All lines of the listing that contain "expected" should be shown in full.
>>>
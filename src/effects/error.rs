// This Source Code Form is subject to the terms of the Mozilla Public
// License, v. 2.0. If a copy of the MPL was not distributed with this
// file, You can obtain one at http://mozilla.org/MPL/2.0/.

use thiserror::Error;

use crate::{beam::BeamError, jones::JonesError};

#[derive(Error, Debug)]
pub enum EffectError {
    #[error("Expected values for {expected} stations, but got {got}")]
    NumStations { expected: usize, got: usize },

    #[error(transparent)]
    Jones(#[from] JonesError),

    #[error(transparent)]
    Beam(#[from] BeamError),
}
<<<
◆ WRITTEN REPLY ◆
    #[error("Expected values for {expected} stations, but got {got}")]
    NumStations { expected: usize, got: usize },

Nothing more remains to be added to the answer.